## [Task requirements]
After finding the line with "pub fn from_i32(value: i32)" in the data below, set down exactly each line through the one with "pub fn message_type(&self)", inclusive, and stop there.

## [Input]
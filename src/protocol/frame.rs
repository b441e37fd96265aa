//! Inter-node Frames
//!
//! Every peer message is `[4B type][payload]`. On the socket each frame is
//! preceded by a 4-byte length covering type and payload.
//!
//! Table payloads (slot allocation, replica allocation, replica node ids, range lists)
//! are UTF-8 JSON with slot ranges written as `"start,end"`. Single node ids are
//! plain 4-byte integers. Replica forwarding frames embed a complete client
//! request frame unchanged.

use bytes::{BufMut, Bytes, BytesMut};
use tokio::io::{AsyncRead, AsyncReadExt, AsyncWrite, AsyncWriteExt};

use super::client::ClientMessage;
use super::codec::get_i32;
use super::{MAX_FRAME_LEN, ProtocolError};
use crate::election::types::Vote;
use crate::membership::types::NodeId;
use crate::partition::types::{ReplicaAllocation, ReplicaNodeIds, SlotAllocation, SlotRange};

#[derive(Debug, Clone, Copy, PartialEq, Eq, Hash)]
#[repr(i32)]
pub enum MessageType {
    Vote = 1,
    SlotsAllocation = 2,
    NodeSlots = 3,
    SlotsReplicaAllocation = 4,
    NodeSlotsReplicas = 5,
    ReplicaNodeId = 6,
    ReplicaRegister = 7,
    ReplicaHeartbeat = 8,
    ReplicaNodeIds = 9,
    ControllerNodeId = 10,
    PromoteReplicas = 11,
    AssignReplicas = 12,
    Terminate = -1,
}

impl MessageType {
    pub fn from_i32(value: i32) -> Option<Self> {
        let message_type = match value {
            1 => MessageType::Vote,
            2 => MessageType::SlotsAllocation,
            3 => MessageType::NodeSlots,
            4 => MessageType::SlotsReplicaAllocation,
            5 => MessageType::NodeSlotsReplicas,
            6 => MessageType::ReplicaNodeId,
            7 => MessageType::ReplicaRegister,
            8 => MessageType::ReplicaHeartbeat,
            9 => MessageType::ReplicaNodeIds,
            10 => MessageType::ControllerNodeId,
            11 => MessageType::PromoteReplicas,
            12 => MessageType::AssignReplicas,
            -1 => MessageType::Terminate,
            _ => return None,
        };
        Some(message_type)
    }
}

/// A raw frame: the type tag is readable without touching the payload.
#[derive(Debug, Clone, PartialEq, Eq)]
pub struct PeerFrame {
    pub message_type: i32,
    pub payload: Bytes,
}

impl PeerFrame {
    pub fn terminate() -> Self {
        Self {
            message_type: MessageType::Terminate as i32,
            payload: Bytes::new(),
        }
    }

    pub fn is_terminate(&self) -> bool {
        self.message_type == MessageType::Terminate as i32
    }
}

/// Decoded inter-node message.
#[derive(Debug, Clone, PartialEq)]
pub enum PeerMessage {
    Vote(Vote),
    SlotsAllocation(SlotAllocation),
    NodeSlots(Vec<SlotRange>),
    SlotsReplicaAllocation(ReplicaAllocation),
    NodeSlotsReplicas(Vec<SlotRange>),
    ReplicaNodeId(NodeId),
    ReplicaRegister(ClientMessage),
    ReplicaHeartbeat(ClientMessage),
    ReplicaNodeIds(ReplicaNodeIds),
    ControllerNodeId(NodeId),
    PromoteReplicas(Vec<SlotRange>),
    AssignReplicas(Vec<SlotRange>),
    Terminate,
}

impl PeerMessage {
    pub fn message_type(&self) -> MessageType {
        match self {
            PeerMessage::Vote(_) => MessageType::Vote,
            PeerMessage::SlotsAllocation(_) => MessageType::SlotsAllocation,
            PeerMessage::NodeSlots(_) => MessageType::NodeSlots,
            PeerMessage::SlotsReplicaAllocation(_) => MessageType::SlotsReplicaAllocation,
            PeerMessage::NodeSlotsReplicas(_) => MessageType::NodeSlotsReplicas,
            PeerMessage::ReplicaNodeId(_) => MessageType::ReplicaNodeId,
            PeerMessage::ReplicaRegister(_) => MessageType::ReplicaRegister,
            PeerMessage::ReplicaHeartbeat(_) => MessageType::ReplicaHeartbeat,
            PeerMessage::ReplicaNodeIds(_) => MessageType::ReplicaNodeIds,
            PeerMessage::ControllerNodeId(_) => MessageType::ControllerNodeId,
            PeerMessage::PromoteReplicas(_) => MessageType::PromoteReplicas,
            PeerMessage::AssignReplicas(_) => MessageType::AssignReplicas,
            PeerMessage::Terminate => MessageType::Terminate,
        }
    }

    pub fn encode(&self) -> Result<PeerFrame, ProtocolError> {
        let mut payload = BytesMut::new();

        match self {
            PeerMessage::Vote(vote) => {
                payload.put_i32(vote.voter_node_id.0);
                payload.put_i32(vote.controller_node_id.0);
                payload.put_i32(vote.round as i32);
            }
            PeerMessage::SlotsAllocation(table) | PeerMessage::SlotsReplicaAllocation(table) => {
                payload.put_slice(&serde_json::to_vec(table)?);
            }
            PeerMessage::ReplicaNodeIds(table) => {
                payload.put_slice(&serde_json::to_vec(table)?);
            }
            PeerMessage::NodeSlots(ranges)
            | PeerMessage::NodeSlotsReplicas(ranges)
            | PeerMessage::PromoteReplicas(ranges)
            | PeerMessage::AssignReplicas(ranges) => {
                payload.put_slice(&serde_json::to_vec(ranges)?);
            }
            PeerMessage::ReplicaNodeId(node_id) | PeerMessage::ControllerNodeId(node_id) => {
                payload.put_i32(node_id.0);
            }
            PeerMessage::ReplicaRegister(request) | PeerMessage::ReplicaHeartbeat(request) => {
                payload.put_slice(&request.encode()?);
            }
            PeerMessage::Terminate => {}
        }

        Ok(PeerFrame {
            message_type: self.message_type() as i32,
            payload: payload.freeze(),
        })
    }

    pub fn decode(frame: &PeerFrame) -> Result<Self, ProtocolError> {
        let message_type = MessageType::from_i32(frame.message_type)
            .ok_or(ProtocolError::UnknownMessageType(frame.message_type))?;
        let mut payload = frame.payload.clone();

        let message = match message_type {
            MessageType::Vote => {
                let voter = get_i32(&mut payload)?;
                let controller = get_i32(&mut payload)?;
                let round = get_i32(&mut payload)?;
                if round < 1 {
                    return Err(ProtocolError::InvalidField {
                        field: "round",
                        reason: format!("round {} is not positive", round),
                    });
                }
                PeerMessage::Vote(Vote {
                    voter_node_id: NodeId(voter),
                    controller_node_id: NodeId(controller),
                    round: round as u32,
                })
            }
            MessageType::SlotsAllocation => {
                PeerMessage::SlotsAllocation(serde_json::from_slice(&payload)?)
            }
            MessageType::SlotsReplicaAllocation => {
                PeerMessage::SlotsReplicaAllocation(serde_json::from_slice(&payload)?)
            }
            MessageType::ReplicaNodeIds => {
                PeerMessage::ReplicaNodeIds(serde_json::from_slice(&payload)?)
            }
            MessageType::NodeSlots => PeerMessage::NodeSlots(serde_json::from_slice(&payload)?),
            MessageType::NodeSlotsReplicas => {
                PeerMessage::NodeSlotsReplicas(serde_json::from_slice(&payload)?)
            }
            MessageType::PromoteReplicas => {
                PeerMessage::PromoteReplicas(serde_json::from_slice(&payload)?)
            }
            MessageType::AssignReplicas => {
                PeerMessage::AssignReplicas(serde_json::from_slice(&payload)?)
            }
            MessageType::ReplicaNodeId => PeerMessage::ReplicaNodeId(NodeId(get_i32(&mut payload)?)),
            MessageType::ControllerNodeId => {
                PeerMessage::ControllerNodeId(NodeId(get_i32(&mut payload)?))
            }
            MessageType::ReplicaRegister => {
                PeerMessage::ReplicaRegister(ClientMessage::decode(payload)?)
            }
            MessageType::ReplicaHeartbeat => {
                PeerMessage::ReplicaHeartbeat(ClientMessage::decode(payload)?)
            }
            MessageType::Terminate => PeerMessage::Terminate,
        };

        Ok(message)
    }
}

pub async fn write_frame<W>(writer: &mut W, frame: &PeerFrame) -> Result<(), ProtocolError>
where
    W: AsyncWrite + Unpin,
{
    let mut buf = BytesMut::with_capacity(8 + frame.payload.len());
    buf.put_i32((4 + frame.payload.len()) as i32);
    buf.put_i32(frame.message_type);
    buf.put_slice(&frame.payload);
    writer.write_all(&buf).await?;
    writer.flush().await?;
    Ok(())
}

pub async fn read_frame<R>(reader: &mut R) -> Result<PeerFrame, ProtocolError>
where
    R: AsyncRead + Unpin,
{
    let len = reader.read_i32().await?;
    if len < 4 || len as usize > MAX_FRAME_LEN {
        return Err(ProtocolError::InvalidLength(len as i64));
    }

    let message_type = reader.read_i32().await?;
    let mut payload = vec![0u8; len as usize - 4];
    reader.read_exact(&mut payload).await?;

    Ok(PeerFrame {
        message_type,
        payload: Bytes::from(payload),
    })
}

## [Your solution]
    pub fn from_i32(value: i32) -> Option<Self> {
        let message_type = match value {
            1 => MessageType::Vote,
            2 => MessageType::SlotsAllocation,
            3 => MessageType::NodeSlots,
            4 => MessageType::SlotsReplicaAllocation,
            5 => MessageType::NodeSlotsReplicas,
            6 => MessageType::ReplicaNodeId,
            7 => MessageType::ReplicaRegister,
            8 => MessageType::ReplicaHeartbeat,
            9 => MessageType::ReplicaNodeIds,
            10 => MessageType::ControllerNodeId,
            11 => MessageType::PromoteReplicas,
            12 => MessageType::AssignReplicas,
            -1 => MessageType::Terminate,
            _ => return None,
        };
        Some(message_type)
    }
}

/// A raw frame: the type tag is readable without touching the payload.
#[derive(Debug, Clone, PartialEq, Eq)]
pub struct PeerFrame {
    pub message_type: i32,
    pub payload: Bytes,
}

impl PeerFrame {
    pub fn terminate() -> Self {
        Self {
            message_type: MessageType::Terminate as i32,
            payload: Bytes::new(),
        }
    }

    pub fn is_terminate(&self) -> bool {
        self.message_type == MessageType::Terminate as i32
    }
}

/// Decoded inter-node message.
#[derive(Debug, Clone, PartialEq)]
pub enum PeerMessage {
    Vote(Vote),
    SlotsAllocation(SlotAllocation),
    NodeSlots(Vec<SlotRange>),
    SlotsReplicaAllocation(ReplicaAllocation),
    NodeSlotsReplicas(Vec<SlotRange>),
    ReplicaNodeId(NodeId),
    ReplicaRegister(ClientMessage),
    ReplicaHeartbeat(ClientMessage),
    ReplicaNodeIds(ReplicaNodeIds),
    ControllerNodeId(NodeId),
    PromoteReplicas(Vec<SlotRange>),
    AssignReplicas(Vec<SlotRange>),
    Terminate,
}

impl PeerMessage {
    pub fn message_type(&self) -> MessageType {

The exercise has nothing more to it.